Example 2: Stress Scores Confidence Interval

# Confidence intervals at different levels
stress_data = df['estres_score']

for confidence_level in [0.90, 0.95, 0.99]:
    lower, upper = confidence_interval(stress_data, confidence=confidence_level)
    width = upper - lower
    print(f"{int(confidence_level*100)}% CI: [{lower:.2f}, {upper:.2f}] (width={width:.2f})")

Results:

90% CI: [18.00, 19.71] (width=1.71)
95% CI: [17.83, 19.87] (width=2.04)
99% CI: [17.50, 20.20] (width=2.70)

Observations:

Higher confidence level → wider interval
This is the trade-off: more confidence requires more uncertainty (wider range)
All intervals suggest mean stress is around 18-19 on the 0-40 scale

Why does the interval get wider with higher confidence?

Think about it intuitively: to be MORE confident you’ve captured the true value, you need to cast a WIDER net.

90% confidence: willing to be wrong 10% of the time → narrower interval
99% confidence: only willing to be wrong 1% of the time → must expand the interval

Mathematically, higher confidence means a larger t* critical value, which increases the margin of error.

Effect of Sample Size on Confidence Intervals

Let’s compare confidence intervals with different sample sizes:

import numpy as np

np.random.seed(123)

for n_sample in [30, 60, 150]:
    sample = df['suenio_horas'].sample(n_sample, replace=False)
    lower, upper = confidence_interval(sample, confidence=0.95)
    width = upper - lower
    print(f"n={n_sample}: 95% CI width = {width:.3f}")

Results:

n=30:  width = 0.863
n=60:  width = 0.598
n=150: width = 0.389

Key Insight: Larger samples produce narrower (more precise) confidence intervals. The width decreases proportionally to 1/√n.

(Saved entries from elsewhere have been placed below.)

use validator::Validate;

use crate::domain::filter::{FilterExpr, FilterSpec, ProductField};
use crate::domain::product::{NewProduct, Product};
use crate::domain::types::ProductId;
use crate::pagination::{Page, PageWindow};
use crate::repository::{ProductQuery, ProductReader, ProductWriter};
use crate::services::{ServiceError, ServiceResult};

fn check_price(price: f64) -> ServiceResult<()> {
    if price.is_finite() {
        Ok(())
    } else {
        Err(ServiceError::InvalidArgument(format!(
            "price must be a finite number, got {price}"
        )))
    }
}

/// Returns one page of products matching `spec` and the filtered total.
///
/// The page query and the count run against the same composite filter, so
/// `total_count` is stable across pages and never smaller than the page.
pub fn list_products<R>(repo: &R, spec: &FilterSpec) -> ServiceResult<Page<Product>>
where
    R: ProductReader + ?Sized,
{
    spec.validate()?;
    let window = PageWindow::new(spec.page_index, spec.page_size)?;

    let query = ProductQuery::new(spec.to_filter())
        .sort(spec.sort())
        .paginate(window);
    log::debug!("Listing products with {query:?}");

    let items = repo.find_products(&query).map_err(|err| {
        log::error!("Failed to list products: {err}");
        err
    })?;
    let total_count = repo.count_products(&query.filter).map_err(|err| {
        log::error!("Failed to count products: {err}");
        err
    })?;

    Ok(Page::new(items, window, total_count))
}

pub fn get_product<R>(repo: &R, id: ProductId) -> ServiceResult<Product>
where
    R: ProductReader + ?Sized,
{
    let query = ProductQuery::new(FilterExpr::eq_id(ProductField::Id, id.get()))
        .paginate(PageWindow::new(1, 1)?);

    repo.find_products(&query)
        .map_err(|err| {
            log::error!("Failed to load product {id}: {err}");
            err
        })?
        .into_iter()
        .next()
        .ok_or(ServiceError::NotFound)
}

/// Products whose name equals `name` exactly.
pub fn find_products_by_name<R>(repo: &R, name: &str) -> ServiceResult<Vec<Product>>
where
    R: ProductReader + ?Sized,
{
    let query = ProductQuery::new(FilterExpr::eq_text(ProductField::Name, name));

    Ok(repo.find_products(&query).map_err(|err| {
        log::error!("Failed to find products named {name:?}: {err}");
        err
    })?)
}

/// Products whose brand name equals `name` exactly.
pub fn find_products_by_brand_name<R>(repo: &R, name: &str) -> ServiceResult<Vec<Product>>
where
    R: ProductReader + ?Sized,
{
    let query = ProductQuery::new(FilterExpr::eq_text(ProductField::BrandName, name));

    Ok(repo.find_products(&query).map_err(|err| {
        log::error!("Failed to find products of brand {name:?}: {err}");
        err
    })?)
}

pub fn create_product<R>(repo: &R, new_product: &NewProduct) -> ServiceResult<Product>
where
    R: ProductWriter + ?Sized,
{
    new_product.validate()?;
    check_price(new_product.price)?;

    let product = repo.insert_product(new_product).map_err(|err| {
        log::error!("Failed to create product: {err}");
        err
    })?;
    log::info!("Created product {} ({})", product.id, product.name);

    Ok(product)
}

/// Replaces the stored product with the same id.
///
/// Returns `false` when no product has that id.
pub fn update_product<R>(repo: &R, product: &Product) -> ServiceResult<bool>
where
    R: ProductWriter + ?Sized,
{
    product.validate()?;
    check_price(product.price)?;

    let ack = repo.replace_product(product).map_err(|err| {
        log::error!("Failed to update product {}: {err}", product.id);
        err
    })?;

    Ok(ack.is_single())
}

/// Returns `false` when no product has that id.
pub fn delete_product<R>(repo: &R, id: ProductId) -> ServiceResult<bool>
where
    R: ProductWriter + ?Sized,
{
    let ack = repo.delete_product(id).map_err(|err| {
        log::error!("Failed to delete product {id}: {err}");
        err
    })?;

    Ok(ack.is_single())
}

The Hypothesis Testing Framework

Step 1: State Hypotheses

Every hypothesis test involves two competing statements:

Null Hypothesis (H₀): The status quo or “no effect” hypothesis
Alternative Hypothesis (H₁ or Hₐ): What we’re trying to find evidence for

Structure of hypotheses:Null hypothesis (H₀): Usually contains ”=”

H₀: μ = μ₀
H₀: μ₁ = μ₂
H₀: p = p₀

Alternative hypothesis (H₁): What we want to show

H₁: μ ≠ μ₀ (two-sided)
H₁: μ < μ₀ (one-sided, left tail)
H₁: μ > μ₀ (one-sided, right tail)

Step 2: Choose Significance Level (α)

α = 0.05 is most common (5% risk of Type I error)
More conservative: α = 0.01
Less conservative: α = 0.10

Step 3: Calculate Test Statistic

The test statistic measures how many standard errors the sample estimate is from the null hypothesis value.

Step 4: Find P-value

The p-value is the probability of obtaining results as extreme as observed, assuming H₀ is true.

Step 5: Make Decision

If p-value < α: Reject H₀ (statistically significant)
If p-value ≥ α: Fail to reject H₀ (not statistically significant)

One-Sample T-Test

Tests whether a population mean equals a specific value.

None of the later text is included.